MAZ regulates ferroptosis, apoptosis and differentiation of oligodendrocyte precursor cells

Abstract

Oligodendrocyte precursor cells (OPCs) respond rapidly to demyelination injury. However, the rescuing effects may be hindered by cell death of OPCs, leading to incomplete remyelination. This study aimed to explore the expression of MYC-associated zinc finger protein (MAZ) in demyelinated mice and the effects of MAZ on cell death form and differentiation of OPCs. Mice received demyelinating agent (cuprizone, CZ) for 5 weeks. Histological staining demonstrated that CZ feeding triggered demyelination in the corpus callosum (CC). Detection of iron content and ferroptosis markers indicated that ferroptosis was inducted in the CC of CZ-treated mice. Notably, we found CZ feeding resulted in a reduction of MAZ expression within the CC. Using CCK-8 assay, detection of iron content, MDA level, GSH level, and ferroptosis markers, lipid ROS detection, and immunofluorescence staining for 4-HNE, we found that knockdown of MAZ facilitated OPC ferroptosis. We also evaluated the susceptibility of MAZ-overexpressing OPCs to ferroptosis inducer, erastin, and demonstrated that MAZ-overexpressing OPCs were resistant to erastin-induced ferroptosis. TUNEL staining and western blot analysis indicated that MAZ knockdown promoted apoptosis of OPCs by inhibiting PI3K/Akt activation. Immunofluorescence staining of MBP indicated that knockdown of MAZ inhibited OPC differentiation.

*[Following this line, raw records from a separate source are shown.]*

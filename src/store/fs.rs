//! Filesystem-backed asset store.
//!
//! Assets live as plain files under a root directory, described by a
//! `manifest.json` at the root. The manifest is the id index: it maps each
//! opaque id to relative rendition paths, MIME types, and metadata. The
//! manifest is loaded once at startup; rendition bytes are streamed from
//! disk on demand.
//!
//! Manifest shape:
//!
//! ```json
//! {
//!   "assets": [
//!     {
//!       "id": "8d7e96d4-501a-4ade-93d5-a5956b13a5df",
//!       "filename": "Download_Test_PDF.pdf",
//!       "mime_type": "application/pdf",
//!       "kind": "asset",
//!       "last_modified": "2024-05-01T12:00:00Z",
//!       "metadata": { "title": "Test PDF", "size_bytes": 1024 },
//!       "renditions": [
//!         { "name": "original", "path": "documents/Download_Test_PDF.pdf",
//!           "mime_type": "application/pdf" }
//!       ]
//!     }
//!   ]
//! }
//! ```

use crate::error::StoreError;
use crate::store::{
    AssetHandle, AssetMetadata, AssetStore, ByteSource, Rendition, ResourceKind,
};
use async_trait::async_trait;
use chrono::{DateTime, Utc};
use serde::Deserialize;
use std::collections::HashMap;
use std::path::{Path, PathBuf};
use std::sync::Arc;

/// Manifest file name expected at the store root
pub const MANIFEST_FILE: &str = "manifest.json";

#[derive(Debug, Deserialize)]
struct Manifest {
    #[serde(default)]
    assets: Vec<ManifestAsset>,
}

#[derive(Debug, Deserialize)]
struct ManifestAsset {
    id: String,
    filename: String,
    mime_type: String,
    #[serde(default)]
    kind: ResourceKind,
    #[serde(default)]
    last_modified: Option<DateTime<Utc>>,
    #[serde(default)]
    metadata: AssetMetadata,
    #[serde(default)]
    renditions: Vec<ManifestRendition>,
}

#[derive(Debug, Deserialize)]
struct ManifestRendition {
    name: String,
    path: PathBuf,
    mime_type: String,
}

/// Rendition streamed from a file on disk.
pub struct FsRendition {
    name: String,
    mime_type: String,
    absolute: PathBuf,
    path: String,
    size: u64,
}

#[async_trait]
impl Rendition for FsRendition {
    fn name(&self) -> &str {
        &self.name
    }

    fn mime_type(&self) -> &str {
        &self.mime_type
    }

    fn size(&self) -> u64 {
        self.size
    }

    fn path(&self) -> &str {
        &self.path
    }

    async fn open(&self) -> std::io::Result<ByteSource> {
        let file = tokio::fs::File::open(&self.absolute).await?;
        Ok(Box::new(file))
    }
}

/// Asset entry resolved from the manifest.
pub struct FsAsset {
    id: String,
    filename: String,
    mime_type: String,
    kind: ResourceKind,
    path: String,
    last_modified_ms: Option<i64>,
    metadata: AssetMetadata,
    renditions: Vec<Arc<FsRendition>>,
}

impl AssetHandle for FsAsset {
    fn id(&self) -> &str {
        &self.id
    }

    fn filename(&self) -> &str {
        &self.filename
    }

    fn mime_type(&self) -> &str {
        &self.mime_type
    }

    fn kind(&self) -> ResourceKind {
        self.kind
    }

    fn path(&self) -> &str {
        &self.path
    }

    fn last_modified_ms(&self) -> Option<i64> {
        self.last_modified_ms
    }

    fn metadata(&self) -> &AssetMetadata {
        &self.metadata
    }

    fn original(&self) -> Option<Arc<dyn Rendition>> {
        self.renditions
            .iter()
            .find(|r| r.name() == crate::store::ORIGINAL_RENDITION_NAME)
            .cloned()
            .map(|r| r as Arc<dyn Rendition>)
    }

    fn renditions(&self) -> Vec<Arc<dyn Rendition>> {
        self.renditions
            .iter()
            .map(|r| Arc::clone(r) as Arc<dyn Rendition>)
            .collect()
    }
}

/// [`AssetStore`] over a manifest-described directory tree.
pub struct FsAssetStore {
    assets: HashMap<String, Arc<FsAsset>>,
}

impl FsAssetStore {
    /// Loads the manifest under `root` and stats every rendition file.
    ///
    /// Renditions whose file is missing are skipped with a warning rather
    /// than failing the whole store; a duplicate asset id is an error.
    pub async fn open(root: impl AsRef<Path>) -> Result<Self, StoreError> {
        let root = root.as_ref();
        let manifest_path = root.join(MANIFEST_FILE);
        let raw = tokio::fs::read(&manifest_path).await.map_err(|e| {
            StoreError::Manifest(format!("cannot read {}: {e}", manifest_path.display()))
        })?;
        let manifest: Manifest = serde_json::from_slice(&raw)
            .map_err(|e| StoreError::Manifest(format!("invalid manifest: {e}")))?;

        let mut assets = HashMap::new();
        for entry in manifest.assets {
            let mut renditions = Vec::new();
            for rendition in entry.renditions {
                let absolute = root.join(&rendition.path);
                let size = match tokio::fs::metadata(&absolute).await {
                    Ok(meta) => meta.len(),
                    Err(e) => {
                        tracing::warn!(
                            asset_id = %entry.id,
                            rendition = %rendition.name,
                            path = %absolute.display(),
                            error = %e,
                            "skipping rendition with unreadable file"
                        );
                        continue;
                    }
                };
                renditions.push(Arc::new(FsRendition {
                    name: rendition.name,
                    mime_type: rendition.mime_type,
                    path: format!("/{}", rendition.path.display()),
                    absolute,
                    size,
                }));
            }

            let asset = FsAsset {
                path: format!("/{}", entry.filename),
                last_modified_ms: entry.last_modified.map(|t| t.timestamp_millis()),
                id: entry.id,
                filename: entry.filename,
                mime_type: entry.mime_type,
                kind: entry.kind,
                metadata: entry.metadata,
                renditions,
            };
            if assets.insert(asset.id.clone(), Arc::new(asset)).is_some() {
                return Err(StoreError::Manifest(
                    "duplicate asset id in manifest".to_string(),
                ));
            }
        }

        tracing::info!(assets = assets.len(), root = %root.display(), "asset store loaded");
        Ok(Self { assets })
    }
}

#[async_trait]
impl AssetStore for FsAssetStore {
    async fn lookup_by_id(&self, id: &str) -> Result<Option<Arc<dyn AssetHandle>>, StoreError> {
        Ok(self
            .assets
            .get(id)
            .cloned()
            .map(|a| a as Arc<dyn AssetHandle>))
    }
}
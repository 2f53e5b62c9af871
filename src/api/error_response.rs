//! HTTP error response handling for the API
//!
//! This module provides conversions from domain errors to HTTP responses
//! with appropriate status codes and JSON error bodies.
//!
//! The download endpoint does not use these conversions: its failures are a
//! bare 404 with an empty body, produced directly by the route handler.

use crate::error::{ApiError, Error, ToHttpStatus};
use axum::{
    Json,
    http::StatusCode,
    response::{IntoResponse, Response},
};

/// Implement IntoResponse for Error to automatically convert errors to HTTP responses
impl IntoResponse for Error {
    fn into_response(self) -> Response {
        let status_code =
            StatusCode::from_u16(self.status_code()).unwrap_or(StatusCode::INTERNAL_SERVER_ERROR);

        let api_error: ApiError = self.into();

        (status_code, Json(api_error)).into_response()
    }
}

/// Implement IntoResponse for ApiError for explicit error responses
impl IntoResponse for ApiError {
    fn into_response(self) -> Response {
        // Default to 500 if we're directly converting an ApiError
        // (usually errors go through Error::into_response which has the status code)
        (StatusCode::INTERNAL_SERVER_ERROR, Json(self)).into_response()
    }
}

Moreover, we elucidate the mechanism responsible for MAZ’s protective effects on OPC death and differentiation, which may be achieved through transcriptional activation of SOX2. Our findings introduced MAZ as a beneficial modulator of OPC survival and differentiation, and it could serve as a potential therapeutic target for demyelination diseases.